Charge transport materials in heterojunction solar cells (e.g. perovskite solar cells (PSCs)) play critical roles in determining charge dynamics, photovoltaic performance and device stability. Currently, the conventional hole transport materials (HTMs), spiro-OMeTAD and PTAA, exhibit remarkable power conversion efficiencies in PSCs owing to high thin-film quality and matched energy alignment. However, they often show high material cost, low carrier mobility and poor stability, which greatly limit their practical applications. Tremendous efforts have been devoted to design of alternative low-cost HTMs and to engineer the doping composition. This review summarizes recent advances made in structural optimization and doping engineering of organic HTMs for efficient and stable PSCs.

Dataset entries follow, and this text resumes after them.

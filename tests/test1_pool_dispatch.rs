//! Pool dispatch behavior with synthetic operations; no server needed.

use std::sync::atomic::{AtomicUsize, Ordering};
use std::sync::{Arc, Mutex};
use std::time::Duration;

use async_trait::async_trait;
use futures::future::join_all;
use tokio::sync::Notify;
use tokio_libpq::prelude::*;

/// Records its id when it starts, then yields for a moment.
struct RecordOp {
    id: usize,
    log: Arc<Mutex<Vec<usize>>>,
    hold: Duration,
}

#[async_trait]
impl Operation for RecordOp {
    async fn run(&self, _conn: &mut Connection) -> Result<(), Error> {
        self.log.lock().unwrap().push(self.id);
        if !self.hold.is_zero() {
            tokio::time::sleep(self.hold).await;
        }
        Ok(())
    }
}

/// Signals that it started, then blocks until released.
struct GateOp {
    started: Arc<Notify>,
    release: Arc<Notify>,
}

#[async_trait]
impl Operation for GateOp {
    async fn run(&self, _conn: &mut Connection) -> Result<(), Error> {
        self.started.notify_one();
        self.release.notified().await;
        Ok(())
    }
}

/// Tracks how many instances are running at once.
struct OverlapOp {
    current: Arc<AtomicUsize>,
    peak: Arc<AtomicUsize>,
}

#[async_trait]
impl Operation for OverlapOp {
    async fn run(&self, _conn: &mut Connection) -> Result<(), Error> {
        let now = self.current.fetch_add(1, Ordering::SeqCst) + 1;
        self.peak.fetch_max(now, Ordering::SeqCst);
        tokio::time::sleep(Duration::from_millis(5)).await;
        self.current.fetch_sub(1, Ordering::SeqCst);
        Ok(())
    }
}

struct FailOp;

#[async_trait]
impl Operation for FailOp {
    async fn run(&self, _conn: &mut Connection) -> Result<(), Error> {
        Err(Error::SendQueryFailed("synthetic failure".into()))
    }
}

#[tokio::test(flavor = "multi_thread", worker_threads = 4)]
async fn submissions_start_in_fifo_order() {
    let pool = ConnectionPool::new(1);
    let log = Arc::new(Mutex::new(Vec::new()));

    let started = Arc::new(Notify::new());
    let release = Arc::new(Notify::new());
    let gate = pool.submit_detached(GateOp {
        started: started.clone(),
        release: release.clone(),
    });
    let gate = tokio::spawn(gate);
    started.notified().await;

    // The only connection is held, so these queue up in submission order.
    let completions: Vec<_> = (1..=5)
        .map(|id| {
            pool.submit_detached(RecordOp {
                id,
                log: log.clone(),
                hold: Duration::ZERO,
            })
        })
        .collect();

    release.notify_one();
    gate.await.unwrap().unwrap();
    for result in join_all(completions).await {
        result.unwrap();
    }

    assert_eq!(*log.lock().unwrap(), [1, 2, 3, 4, 5]);
}

#[tokio::test(flavor = "multi_thread", worker_threads = 4)]
async fn ready_plus_busy_is_constant() {
    let pool = ConnectionPool::new(3);

    let completions: Vec<_> = (0..20)
        .map(|id| {
            pool.submit_detached(RecordOp {
                id,
                log: Arc::new(Mutex::new(Vec::new())),
                hold: Duration::from_millis(10),
            })
        })
        .collect();

    // Sample the partition while work is in flight.
    for _ in 0..5 {
        let stats = pool.stats().await.unwrap();
        assert_eq!(stats.ready + stats.busy, 3);
        tokio::time::sleep(Duration::from_millis(5)).await;
    }

    for result in join_all(completions).await {
        result.unwrap();
    }

    let stats = pool.stats().await.unwrap();
    assert_eq!(stats.ready, 3);
    assert_eq!(stats.busy, 0);
    assert_eq!(stats.queued, 0);
}

#[tokio::test(flavor = "multi_thread", worker_threads = 4)]
async fn one_connection_never_runs_two_operations() {
    let pool = ConnectionPool::new(1);
    let current = Arc::new(AtomicUsize::new(0));
    let peak = Arc::new(AtomicUsize::new(0));

    let completions: Vec<_> = (0..10)
        .map(|_| {
            pool.submit_detached(OverlapOp {
                current: current.clone(),
                peak: peak.clone(),
            })
        })
        .collect();
    for result in join_all(completions).await {
        result.unwrap();
    }

    assert_eq!(peak.load(Ordering::SeqCst), 1);
}

#[tokio::test(flavor = "multi_thread", worker_threads = 4)]
async fn concurrency_is_bounded_by_pool_size() {
    let pool = ConnectionPool::new(4);
    let current = Arc::new(AtomicUsize::new(0));
    let peak = Arc::new(AtomicUsize::new(0));

    let completions: Vec<_> = (0..32)
        .map(|_| {
            pool.submit_detached(OverlapOp {
                current: current.clone(),
                peak: peak.clone(),
            })
        })
        .collect();
    for result in join_all(completions).await {
        result.unwrap();
    }

    assert!(peak.load(Ordering::SeqCst) <= 4);
}

#[tokio::test(flavor = "multi_thread", worker_threads = 4)]
async fn every_submission_completes_exactly_once() {
    let pool = ConnectionPool::new(2);

    let ok_completions: Vec<_> = (0..50)
        .map(|id| {
            pool.submit_detached(RecordOp {
                id,
                log: Arc::new(Mutex::new(Vec::new())),
                hold: Duration::ZERO,
            })
        })
        .collect();
    let failed = pool.submit(FailOp).await;

    let results = join_all(ok_completions).await;
    assert_eq!(results.len(), 50);
    assert!(results.iter().all(Result::is_ok));
    assert!(matches!(failed, Err(Error::SendQueryFailed(_))));
}

#[tokio::test(flavor = "multi_thread", worker_threads = 4)]
async fn queued_work_fails_when_the_pool_shuts_down() {
    let pool = ConnectionPool::new(1);

    let started = Arc::new(Notify::new());
    let release = Arc::new(Notify::new());
    let in_flight = tokio::spawn(pool.submit_detached(GateOp {
        started: started.clone(),
        release: release.clone(),
    }));
    started.notified().await;

    let queued = pool.submit_detached(RecordOp {
        id: 0,
        log: Arc::new(Mutex::new(Vec::new())),
        hold: Duration::ZERO,
    });
    tokio::time::sleep(Duration::from_millis(20)).await;

    // Last handle gone: the queued submission is abandoned, the in-flight
    // one still finishes.
    drop(pool);
    tokio::time::sleep(Duration::from_millis(20)).await;
    release.notify_one();

    assert!(in_flight.await.unwrap().is_ok());
    assert!(matches!(queued.await, Err(Error::PoolClosed)));
}

#[tokio::test(flavor = "multi_thread", worker_threads = 4)]
async fn reconnection_pool_surfaces_connect_errors() {
    struct BrokenConnect {
        log: Arc<Mutex<Vec<&'static str>>>,
    }

    #[async_trait]
    impl Operation for BrokenConnect {
        async fn run(&self, _conn: &mut Connection) -> Result<(), Error> {
            self.log.lock().unwrap().push("connect");
            Err(Error::ConnFailed("nothing listening".into()))
        }
    }

    struct LoggedFailure {
        log: Arc<Mutex<Vec<&'static str>>>,
    }

    #[async_trait]
    impl Operation for LoggedFailure {
        async fn run(&self, _conn: &mut Connection) -> Result<(), Error> {
            self.log.lock().unwrap().push("op");
            Err(Error::SendQueryFailed("no session".into()))
        }
    }

    let log = Arc::new(Mutex::new(Vec::new()));
    let pool =
        ReconnectionPool::with_connect_op(2, Arc::new(BrokenConnect { log: log.clone() }));

    // The op fails on a fresh (bad-status) connection, the reconnect is
    // attempted, and its failure is what the submitter sees.
    let result = pool.submit(LoggedFailure { log: log.clone() }).await;
    assert!(matches!(result, Err(Error::ConnFailed(_))));
    assert_eq!(*log.lock().unwrap(), ["op", "connect"]);

    let stats = pool.stats().await.unwrap();
    assert_eq!(stats.ready, 2);
    assert_eq!(stats.busy, 0);
}

#[tokio::test]
async fn with_params_builds_a_pool() {
    let params = std::collections::BTreeMap::from([
        ("host".to_string(), "localhost".to_string()),
        ("dbname".to_string(), "ctest".to_string()),
    ]);
    let pool = ReconnectionPool::with_params(2, params, false);
    let stats = pool.stats().await.unwrap();
    assert_eq!(stats.ready + stats.busy, 2);
}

It begins with fundamental roles of HTMs in different device architectures, followed by the strategies to tune the charge dynamics through optimizing the molecular structures and properties. The working principles of the dopants and additives are discussed to provide a comprehensive understanding of compositional roles in device efficiency and stability. Different approaches in managing material structures and doping composition to improve the device reliability have been summarized in both regular and inverted PSCs. Moreover, mechanical stability and scalable deposition techniques are briefly discussed. Finally, we give our perspectives on the ways to further develop efficient and stable HTMs for PSCs.